**EXERCISE**
When the string "participants" appears in a line of the records, show the whole line.

**DATASET**
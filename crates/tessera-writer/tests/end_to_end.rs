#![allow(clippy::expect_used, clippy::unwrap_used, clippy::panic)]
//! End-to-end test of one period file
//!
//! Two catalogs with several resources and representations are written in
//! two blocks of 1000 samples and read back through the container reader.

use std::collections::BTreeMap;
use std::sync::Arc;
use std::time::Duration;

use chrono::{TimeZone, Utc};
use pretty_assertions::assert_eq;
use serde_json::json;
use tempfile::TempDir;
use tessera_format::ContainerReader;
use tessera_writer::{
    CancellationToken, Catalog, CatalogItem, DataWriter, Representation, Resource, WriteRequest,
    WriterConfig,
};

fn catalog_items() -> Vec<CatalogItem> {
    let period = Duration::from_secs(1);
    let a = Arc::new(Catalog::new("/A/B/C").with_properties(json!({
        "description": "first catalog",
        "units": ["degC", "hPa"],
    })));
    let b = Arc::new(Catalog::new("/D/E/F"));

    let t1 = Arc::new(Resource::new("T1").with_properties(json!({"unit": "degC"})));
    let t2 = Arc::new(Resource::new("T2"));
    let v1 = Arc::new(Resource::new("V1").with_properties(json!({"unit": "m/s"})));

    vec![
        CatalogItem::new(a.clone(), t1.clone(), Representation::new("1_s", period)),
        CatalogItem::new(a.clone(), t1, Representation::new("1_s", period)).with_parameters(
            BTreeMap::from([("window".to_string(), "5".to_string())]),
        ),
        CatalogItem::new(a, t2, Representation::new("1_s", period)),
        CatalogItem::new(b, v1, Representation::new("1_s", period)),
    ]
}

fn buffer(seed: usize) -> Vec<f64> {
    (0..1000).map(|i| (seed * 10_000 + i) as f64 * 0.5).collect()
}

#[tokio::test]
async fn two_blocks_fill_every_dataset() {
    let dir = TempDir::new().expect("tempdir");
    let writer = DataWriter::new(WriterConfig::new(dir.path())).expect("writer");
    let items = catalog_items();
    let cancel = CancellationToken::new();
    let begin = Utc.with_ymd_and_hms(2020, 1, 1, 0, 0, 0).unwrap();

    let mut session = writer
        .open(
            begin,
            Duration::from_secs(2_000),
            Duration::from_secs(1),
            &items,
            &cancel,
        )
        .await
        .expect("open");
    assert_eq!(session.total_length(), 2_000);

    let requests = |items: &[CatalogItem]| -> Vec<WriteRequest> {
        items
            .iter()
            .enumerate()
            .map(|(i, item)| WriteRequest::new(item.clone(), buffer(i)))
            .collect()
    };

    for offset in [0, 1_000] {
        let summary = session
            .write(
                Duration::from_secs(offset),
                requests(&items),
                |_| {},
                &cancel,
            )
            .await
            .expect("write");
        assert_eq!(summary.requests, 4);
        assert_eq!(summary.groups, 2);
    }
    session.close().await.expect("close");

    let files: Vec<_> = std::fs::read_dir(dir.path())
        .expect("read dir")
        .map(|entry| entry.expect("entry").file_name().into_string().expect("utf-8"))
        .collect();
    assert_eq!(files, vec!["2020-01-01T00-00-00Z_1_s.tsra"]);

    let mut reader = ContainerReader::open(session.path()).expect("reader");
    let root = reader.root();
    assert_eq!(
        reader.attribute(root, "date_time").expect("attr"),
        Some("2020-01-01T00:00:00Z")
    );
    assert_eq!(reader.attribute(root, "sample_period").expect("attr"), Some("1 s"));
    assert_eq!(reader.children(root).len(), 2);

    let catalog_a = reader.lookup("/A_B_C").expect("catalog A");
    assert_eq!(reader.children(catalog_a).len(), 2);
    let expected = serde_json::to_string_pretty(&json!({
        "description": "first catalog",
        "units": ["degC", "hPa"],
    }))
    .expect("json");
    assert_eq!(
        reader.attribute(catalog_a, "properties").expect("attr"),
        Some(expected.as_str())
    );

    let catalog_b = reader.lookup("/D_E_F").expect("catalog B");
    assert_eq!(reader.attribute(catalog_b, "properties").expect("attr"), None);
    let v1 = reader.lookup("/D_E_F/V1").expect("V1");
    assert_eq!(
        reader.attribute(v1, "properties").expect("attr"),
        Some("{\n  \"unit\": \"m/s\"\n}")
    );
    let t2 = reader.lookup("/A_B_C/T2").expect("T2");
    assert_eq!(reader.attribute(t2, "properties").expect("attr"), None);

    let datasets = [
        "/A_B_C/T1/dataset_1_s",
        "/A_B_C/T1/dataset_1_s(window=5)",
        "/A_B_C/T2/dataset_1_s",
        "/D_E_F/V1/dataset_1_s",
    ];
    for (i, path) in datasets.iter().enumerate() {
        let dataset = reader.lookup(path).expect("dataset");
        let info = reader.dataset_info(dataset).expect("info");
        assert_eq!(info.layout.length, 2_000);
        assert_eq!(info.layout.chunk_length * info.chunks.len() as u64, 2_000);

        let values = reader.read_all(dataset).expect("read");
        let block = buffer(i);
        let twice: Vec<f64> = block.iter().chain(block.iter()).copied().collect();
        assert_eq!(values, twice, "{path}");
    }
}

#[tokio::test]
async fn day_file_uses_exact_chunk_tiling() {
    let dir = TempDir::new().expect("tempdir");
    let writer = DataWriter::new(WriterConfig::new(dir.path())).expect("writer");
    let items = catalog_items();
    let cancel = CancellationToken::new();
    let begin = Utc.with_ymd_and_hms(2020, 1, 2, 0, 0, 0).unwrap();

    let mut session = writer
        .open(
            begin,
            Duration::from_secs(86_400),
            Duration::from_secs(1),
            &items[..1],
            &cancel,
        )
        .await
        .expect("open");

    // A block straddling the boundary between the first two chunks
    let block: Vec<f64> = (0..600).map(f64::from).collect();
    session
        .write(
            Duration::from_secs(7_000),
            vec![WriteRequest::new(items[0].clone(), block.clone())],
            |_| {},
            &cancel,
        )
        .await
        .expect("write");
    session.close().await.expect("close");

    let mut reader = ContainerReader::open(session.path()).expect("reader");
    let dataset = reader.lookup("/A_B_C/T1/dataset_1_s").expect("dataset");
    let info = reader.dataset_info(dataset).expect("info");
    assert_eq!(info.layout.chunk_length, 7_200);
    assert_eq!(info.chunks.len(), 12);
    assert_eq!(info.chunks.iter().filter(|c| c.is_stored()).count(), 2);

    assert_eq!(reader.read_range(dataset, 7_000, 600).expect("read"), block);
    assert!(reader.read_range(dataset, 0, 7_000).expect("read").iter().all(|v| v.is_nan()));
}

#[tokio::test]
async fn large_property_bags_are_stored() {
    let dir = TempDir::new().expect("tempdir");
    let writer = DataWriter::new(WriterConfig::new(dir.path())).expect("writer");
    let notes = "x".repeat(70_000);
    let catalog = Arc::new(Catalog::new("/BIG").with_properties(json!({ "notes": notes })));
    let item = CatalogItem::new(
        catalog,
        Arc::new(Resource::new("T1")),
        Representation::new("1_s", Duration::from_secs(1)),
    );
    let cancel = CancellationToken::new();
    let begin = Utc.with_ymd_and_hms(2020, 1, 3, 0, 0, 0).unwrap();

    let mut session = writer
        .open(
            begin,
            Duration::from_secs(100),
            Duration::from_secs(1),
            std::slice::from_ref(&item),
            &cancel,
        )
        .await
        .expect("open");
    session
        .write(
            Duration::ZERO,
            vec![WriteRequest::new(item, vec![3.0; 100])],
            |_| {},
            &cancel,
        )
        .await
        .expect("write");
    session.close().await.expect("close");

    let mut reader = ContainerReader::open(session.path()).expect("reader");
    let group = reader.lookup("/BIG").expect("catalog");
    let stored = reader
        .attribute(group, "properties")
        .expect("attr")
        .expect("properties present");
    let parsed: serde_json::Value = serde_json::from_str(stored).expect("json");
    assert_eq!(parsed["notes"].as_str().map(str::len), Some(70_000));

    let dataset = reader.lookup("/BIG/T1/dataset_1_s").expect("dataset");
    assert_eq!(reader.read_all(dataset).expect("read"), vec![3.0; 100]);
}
==
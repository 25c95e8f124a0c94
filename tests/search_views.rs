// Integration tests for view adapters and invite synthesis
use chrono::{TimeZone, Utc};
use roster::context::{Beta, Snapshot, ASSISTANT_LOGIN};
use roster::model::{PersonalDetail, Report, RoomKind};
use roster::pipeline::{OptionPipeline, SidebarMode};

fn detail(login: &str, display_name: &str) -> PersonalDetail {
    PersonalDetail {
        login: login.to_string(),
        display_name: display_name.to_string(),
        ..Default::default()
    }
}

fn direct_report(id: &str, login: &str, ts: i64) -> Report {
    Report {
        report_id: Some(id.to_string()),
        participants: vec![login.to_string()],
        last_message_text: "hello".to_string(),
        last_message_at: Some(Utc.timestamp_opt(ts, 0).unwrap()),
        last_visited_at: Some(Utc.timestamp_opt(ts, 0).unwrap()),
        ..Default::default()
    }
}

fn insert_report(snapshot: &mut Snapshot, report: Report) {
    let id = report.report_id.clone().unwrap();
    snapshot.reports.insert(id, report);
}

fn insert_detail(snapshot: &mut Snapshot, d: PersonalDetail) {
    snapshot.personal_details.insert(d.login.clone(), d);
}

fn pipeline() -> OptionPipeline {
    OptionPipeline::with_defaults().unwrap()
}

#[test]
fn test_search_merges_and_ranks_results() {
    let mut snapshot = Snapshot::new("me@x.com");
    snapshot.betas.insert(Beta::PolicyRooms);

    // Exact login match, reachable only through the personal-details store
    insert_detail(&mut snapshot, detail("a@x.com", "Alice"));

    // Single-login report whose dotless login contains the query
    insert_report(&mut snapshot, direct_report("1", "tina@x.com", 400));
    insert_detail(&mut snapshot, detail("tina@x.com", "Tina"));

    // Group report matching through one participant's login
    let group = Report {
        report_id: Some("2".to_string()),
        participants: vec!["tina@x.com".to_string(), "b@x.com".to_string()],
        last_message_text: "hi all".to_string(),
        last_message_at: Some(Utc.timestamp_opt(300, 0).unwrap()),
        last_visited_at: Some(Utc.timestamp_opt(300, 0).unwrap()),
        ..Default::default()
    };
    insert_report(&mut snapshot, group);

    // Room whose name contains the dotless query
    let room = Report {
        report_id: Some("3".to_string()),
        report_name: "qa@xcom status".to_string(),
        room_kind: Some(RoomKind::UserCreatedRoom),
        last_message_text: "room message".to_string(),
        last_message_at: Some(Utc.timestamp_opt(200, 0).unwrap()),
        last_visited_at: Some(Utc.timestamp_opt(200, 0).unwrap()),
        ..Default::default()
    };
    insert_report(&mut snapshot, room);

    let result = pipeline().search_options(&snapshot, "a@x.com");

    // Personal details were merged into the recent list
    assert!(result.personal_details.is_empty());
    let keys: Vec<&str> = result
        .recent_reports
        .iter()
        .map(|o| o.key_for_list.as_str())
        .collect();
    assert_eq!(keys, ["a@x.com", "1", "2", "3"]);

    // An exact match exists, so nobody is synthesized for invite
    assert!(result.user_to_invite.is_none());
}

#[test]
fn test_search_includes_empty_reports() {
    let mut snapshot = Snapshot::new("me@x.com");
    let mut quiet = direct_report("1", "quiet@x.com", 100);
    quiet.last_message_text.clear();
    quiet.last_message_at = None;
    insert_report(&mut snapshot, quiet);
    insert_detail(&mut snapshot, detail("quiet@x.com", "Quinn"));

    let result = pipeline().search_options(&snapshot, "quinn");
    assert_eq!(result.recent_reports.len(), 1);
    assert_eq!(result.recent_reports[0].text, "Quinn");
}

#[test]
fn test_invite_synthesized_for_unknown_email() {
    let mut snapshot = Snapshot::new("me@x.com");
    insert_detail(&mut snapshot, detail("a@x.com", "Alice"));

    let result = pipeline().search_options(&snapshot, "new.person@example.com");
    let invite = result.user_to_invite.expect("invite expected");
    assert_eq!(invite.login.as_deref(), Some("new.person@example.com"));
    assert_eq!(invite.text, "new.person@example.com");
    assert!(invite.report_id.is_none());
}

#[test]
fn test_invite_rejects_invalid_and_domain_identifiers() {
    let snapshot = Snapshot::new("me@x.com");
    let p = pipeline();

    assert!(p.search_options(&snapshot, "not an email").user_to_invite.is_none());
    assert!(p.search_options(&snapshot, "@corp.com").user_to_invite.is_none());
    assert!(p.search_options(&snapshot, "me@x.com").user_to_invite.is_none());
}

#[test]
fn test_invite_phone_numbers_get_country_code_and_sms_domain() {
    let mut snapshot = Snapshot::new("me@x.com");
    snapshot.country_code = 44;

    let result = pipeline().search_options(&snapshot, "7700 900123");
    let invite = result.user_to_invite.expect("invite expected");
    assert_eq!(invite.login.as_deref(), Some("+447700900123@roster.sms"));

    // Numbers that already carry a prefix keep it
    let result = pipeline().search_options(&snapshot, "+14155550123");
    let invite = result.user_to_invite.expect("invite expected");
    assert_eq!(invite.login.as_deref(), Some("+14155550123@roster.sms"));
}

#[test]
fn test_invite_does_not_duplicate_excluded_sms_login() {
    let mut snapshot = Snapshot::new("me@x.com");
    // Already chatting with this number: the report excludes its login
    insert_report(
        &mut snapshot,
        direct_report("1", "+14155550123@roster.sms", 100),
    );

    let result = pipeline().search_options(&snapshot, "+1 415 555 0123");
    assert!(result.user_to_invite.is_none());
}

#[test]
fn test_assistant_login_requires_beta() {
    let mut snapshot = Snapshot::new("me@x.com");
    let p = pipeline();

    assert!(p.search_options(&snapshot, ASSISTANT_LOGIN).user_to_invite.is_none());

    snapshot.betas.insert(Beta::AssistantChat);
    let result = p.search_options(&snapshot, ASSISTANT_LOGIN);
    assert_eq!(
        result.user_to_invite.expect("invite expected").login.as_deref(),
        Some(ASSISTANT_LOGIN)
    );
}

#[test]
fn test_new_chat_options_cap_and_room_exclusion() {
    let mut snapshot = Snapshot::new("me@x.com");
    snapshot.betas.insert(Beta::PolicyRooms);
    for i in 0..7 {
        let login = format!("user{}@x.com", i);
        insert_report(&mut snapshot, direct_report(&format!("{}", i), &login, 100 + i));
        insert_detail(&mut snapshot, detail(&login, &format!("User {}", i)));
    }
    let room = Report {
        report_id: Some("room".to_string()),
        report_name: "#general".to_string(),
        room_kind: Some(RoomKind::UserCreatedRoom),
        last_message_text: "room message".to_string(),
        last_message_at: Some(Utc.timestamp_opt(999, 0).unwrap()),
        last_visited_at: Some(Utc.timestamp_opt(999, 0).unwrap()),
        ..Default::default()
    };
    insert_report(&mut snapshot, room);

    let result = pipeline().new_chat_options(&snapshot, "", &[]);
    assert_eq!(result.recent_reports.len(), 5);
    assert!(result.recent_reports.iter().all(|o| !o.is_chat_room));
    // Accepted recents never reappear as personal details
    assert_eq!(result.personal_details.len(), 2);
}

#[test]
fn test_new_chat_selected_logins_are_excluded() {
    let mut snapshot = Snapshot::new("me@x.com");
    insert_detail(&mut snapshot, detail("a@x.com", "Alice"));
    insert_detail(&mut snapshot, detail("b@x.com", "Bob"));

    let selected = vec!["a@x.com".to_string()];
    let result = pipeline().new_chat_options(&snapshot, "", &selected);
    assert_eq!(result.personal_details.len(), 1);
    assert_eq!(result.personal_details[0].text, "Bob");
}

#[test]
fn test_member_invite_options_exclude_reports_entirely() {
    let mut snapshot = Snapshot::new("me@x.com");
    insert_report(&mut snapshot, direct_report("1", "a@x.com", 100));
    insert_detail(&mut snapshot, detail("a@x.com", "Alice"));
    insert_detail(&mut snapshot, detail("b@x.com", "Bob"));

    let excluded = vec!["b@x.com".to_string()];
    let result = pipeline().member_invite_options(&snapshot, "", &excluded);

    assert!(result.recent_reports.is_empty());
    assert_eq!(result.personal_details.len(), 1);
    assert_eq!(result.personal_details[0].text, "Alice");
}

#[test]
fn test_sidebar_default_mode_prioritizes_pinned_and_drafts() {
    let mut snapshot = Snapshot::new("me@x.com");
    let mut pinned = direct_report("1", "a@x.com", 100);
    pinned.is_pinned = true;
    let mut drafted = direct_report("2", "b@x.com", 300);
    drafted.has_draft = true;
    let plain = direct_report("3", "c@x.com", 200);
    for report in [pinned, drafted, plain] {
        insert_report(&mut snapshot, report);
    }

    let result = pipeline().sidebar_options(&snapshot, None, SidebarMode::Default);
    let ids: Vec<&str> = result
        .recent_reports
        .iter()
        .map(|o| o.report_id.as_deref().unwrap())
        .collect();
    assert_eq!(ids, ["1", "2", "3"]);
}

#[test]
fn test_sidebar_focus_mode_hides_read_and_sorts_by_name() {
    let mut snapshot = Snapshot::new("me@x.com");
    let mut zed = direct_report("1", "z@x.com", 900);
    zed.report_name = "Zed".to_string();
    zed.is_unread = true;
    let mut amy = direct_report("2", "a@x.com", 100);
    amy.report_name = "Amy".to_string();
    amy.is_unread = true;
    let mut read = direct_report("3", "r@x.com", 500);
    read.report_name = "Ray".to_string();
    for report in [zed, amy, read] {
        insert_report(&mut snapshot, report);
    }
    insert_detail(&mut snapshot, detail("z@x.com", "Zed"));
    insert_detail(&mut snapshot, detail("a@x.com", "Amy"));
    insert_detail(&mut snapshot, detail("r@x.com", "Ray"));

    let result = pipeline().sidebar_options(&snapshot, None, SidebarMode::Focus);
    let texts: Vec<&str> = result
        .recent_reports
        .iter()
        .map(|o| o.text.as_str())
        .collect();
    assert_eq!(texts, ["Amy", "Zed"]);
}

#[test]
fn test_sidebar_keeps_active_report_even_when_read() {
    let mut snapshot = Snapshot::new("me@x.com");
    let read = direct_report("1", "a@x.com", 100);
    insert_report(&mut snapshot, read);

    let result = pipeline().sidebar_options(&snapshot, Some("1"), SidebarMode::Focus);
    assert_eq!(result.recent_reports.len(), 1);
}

**TASK ANSWER**
        participants: vec![login.to_string()],
        participants: vec!["tina@x.com".to_string(), "b@x.com".to_string()],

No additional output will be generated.